Just so other readers can go and judge for themselves, while keeping in mind that Joseph Daher, PhD, is a Syrian expat and thus presumably sources his information through a network of contacts in Syria, some items of interest from only a handful of articles he wrote and posted on his blog (for ease of posting, I’m providing no links, but instead provide the title and date of the of Daher’s post in which the item of interest appears, so that people can go and read the articles themselves):

Item(s):

On Tuesday 22nd of February, 14 people were also arrested and several people beaten by uniformed and plainclothes police after about 200 staged a peaceful sit-in outside the Libyan embassy to show support for Libya’s protesters.

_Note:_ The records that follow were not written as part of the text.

/*!
 * 基于角色的访问控制中间件
 *
 * 此中间件必须在 RequireJWT 中间件之后使用，用于验证用户是否具有特定角色权限。
 *
 * ## 使用方法
 *
 * ```rust,ignore
 * use actix_web::web;
 * use crate::middlewares::require_jwt::RequireJWT;
 * use crate::middlewares::require_role::RequireRole;
 * use crate::models::users::entities::UserRole;
 *
 * web::resource("/management")
 *     // wrap 按注册顺序由内向外，RequireJWT 最后注册、最先执行
 *     .wrap(RequireRole::new_any(UserRole::user_roles()))
 *     .wrap(RequireJWT)
 *     .route(web::post().to(create_class));
 * ```
 *
 * 或者验证多个角色：
 *
 * ```rust,ignore
 * .wrap(RequireRole::new_any(UserRole::admin_roles()))  // 任一角色即可
 * ```
 */

use actix_service::{Service, Transform};
use actix_web::{
    Error, HttpMessage,
    body::EitherBody,
    dev::{ServiceRequest, ServiceResponse},
};
use futures_util::future::{LocalBoxFuture, Ready, ready};
use std::rc::Rc;
use tracing::info;

use crate::{
    errors::GradebookError,
    middlewares::RequireJWT,
    models::users::entities::{self, UserRole},
};

use super::create_error_response;

#[derive(Clone)]
pub struct RequireRole {
    required_roles: Vec<UserRole>,
    require_all: bool, // true表示需要所有角色，false表示任一角色即可
}

impl RequireRole {
    /// 创建需要特定角色的中间件
    pub fn new(role: &UserRole) -> Self {
        Self {
            required_roles: vec![role.clone()],
            require_all: true,
        }
    }

    /// 创建需要任一角色的中间件
    pub fn new_any(roles: &[&UserRole]) -> Self {
        Self {
            required_roles: roles.iter().map(|r| (*r).clone()).collect(),
            require_all: false,
        }
    }
}

impl<S, B> Transform<S, ServiceRequest> for RequireRole
where
    S: Service<ServiceRequest, Response = ServiceResponse<B>, Error = Error> + 'static,
    B: 'static,
{
    type Response = ServiceResponse<EitherBody<B>>;
    type Error = Error;
    type InitError = ();
    type Transform = RequireRoleMiddleware<S>;
    type Future = Ready<Result<Self::Transform, Self::InitError>>;

    fn new_transform(&self, service: S) -> Self::Future {
        ready(Ok(RequireRoleMiddleware {
            service: Rc::new(service),
            required_roles: self.required_roles.clone(),
            require_all: self.require_all,
        }))
    }
}

pub struct RequireRoleMiddleware<S> {
    service: Rc<S>,
    required_roles: Vec<UserRole>,
    require_all: bool,
}

impl<S, B> Service<ServiceRequest> for RequireRoleMiddleware<S>
where
    S: Service<ServiceRequest, Response = ServiceResponse<B>, Error = Error> + 'static,
    B: 'static,
{
    type Response = ServiceResponse<EitherBody<B>>;
    type Error = Error;
    type Future = LocalBoxFuture<'static, Result<Self::Response, Self::Error>>;

    fn poll_ready(
        &self,
        ctx: &mut std::task::Context<'_>,
    ) -> std::task::Poll<Result<(), Self::Error>> {
        self.service.poll_ready(ctx)
    }

    fn call(&self, req: ServiceRequest) -> Self::Future {
        let srv = self.service.clone();
        let required_roles = self.required_roles.clone();
        let require_all = self.require_all;

        Box::pin(async move {
            // 从请求扩展中获取用户Claims
            let user_claims = req.extensions().get::<entities::User>().cloned();

            match user_claims {
                Some(claims) => {
                    let user_sub = claims.id;
                    let user_role = RequireJWT::extract_user_role(req.request());
                    let has_permission = if require_all {
                        // 需要所有角色（通常用于单一角色验证）
                        required_roles
                            .iter()
                            .all(|role| user_role.as_ref() == Some(role))
                    } else {
                        // 需要任一角色
                        required_roles
                            .iter()
                            .any(|role| user_role.as_ref() == Some(role))
                    };

                    if has_permission {
                        let res = srv.call(req).await?.map_into_left_body();
                        Ok(res)
                    } else {
                        info!(
                            "Access denied for user {} (role: {:?}). Required roles: {:?}",
                            user_sub, user_role, required_roles
                        );
                        Ok(req.into_response(
                            create_error_response(GradebookError::authorization(
                                "Access denied",
                            ))
                            .map_into_right_body(),
                        ))
                    }
                }
                None => {
                    info!(
                        "Role check failed: No user claims found in request. Make sure RequireJWT middleware is applied first."
                    );
                    Ok(req.into_response(
                        create_error_response(GradebookError::authentication(
                            "Authentication required",
                        ))
                        .map_into_right_body(),
                    ))
                }
            }
        })
    }
}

Civil rights campaigners have suffered intimidation tactics these past few weeks, including visits from agents of the intelligence services and close monitoring of internet and telephone conversations. Some activists have been warned not to leave the country. These repressive measures are of course familiar from the old regimes in Tunisia and Egypt, when faced with mass popular revolt, and elsewhere in the Arab region.

Source: “Syria protests: breaking the wall of fear!” posted: May 20, 2012 (an article originally published elsewhere on March 18 2011) Website: Syria Freedom Forever – سوريا الحرية للأبد

Item(s):

The uprisings were triggered by the arrest of 15 children in Deraa, who were writing freedom slogans on school walls inspired by the revolutions in Tunisia and Egypt.

The regime promised, through the voice of presidential adviser Bouthaina Shaaban, political reforms and the end of the state of emergency, but without fixing a date. It was a clear attempt to placate protesters.

[. . .]

According to Amnesty International at least 93 people had been arrested this month, some for their online activities, in the cities of Damascus, Aleppo, Banias, Daraa, Hama, Homs, and others. More than 100 people have been shot dead by security forces since the beginning of the movement of protests in Syria ten days ago.

[. . .]

In the northern city of Latakia, Syria deployed military forces on Sunday, after popular protests erupted against the regime demanding more freedom and reforms. The repression by security forces and the police left at least 12 people dead and more than 150 injured amid calls for reform and freedom.

[. . .]

The demonstrators have been very successful in spreading information and videos of protests on the internet. The cutting of telephone networks in Deraa was unable to prevent the demonstrators to use those of Jordan, not far away.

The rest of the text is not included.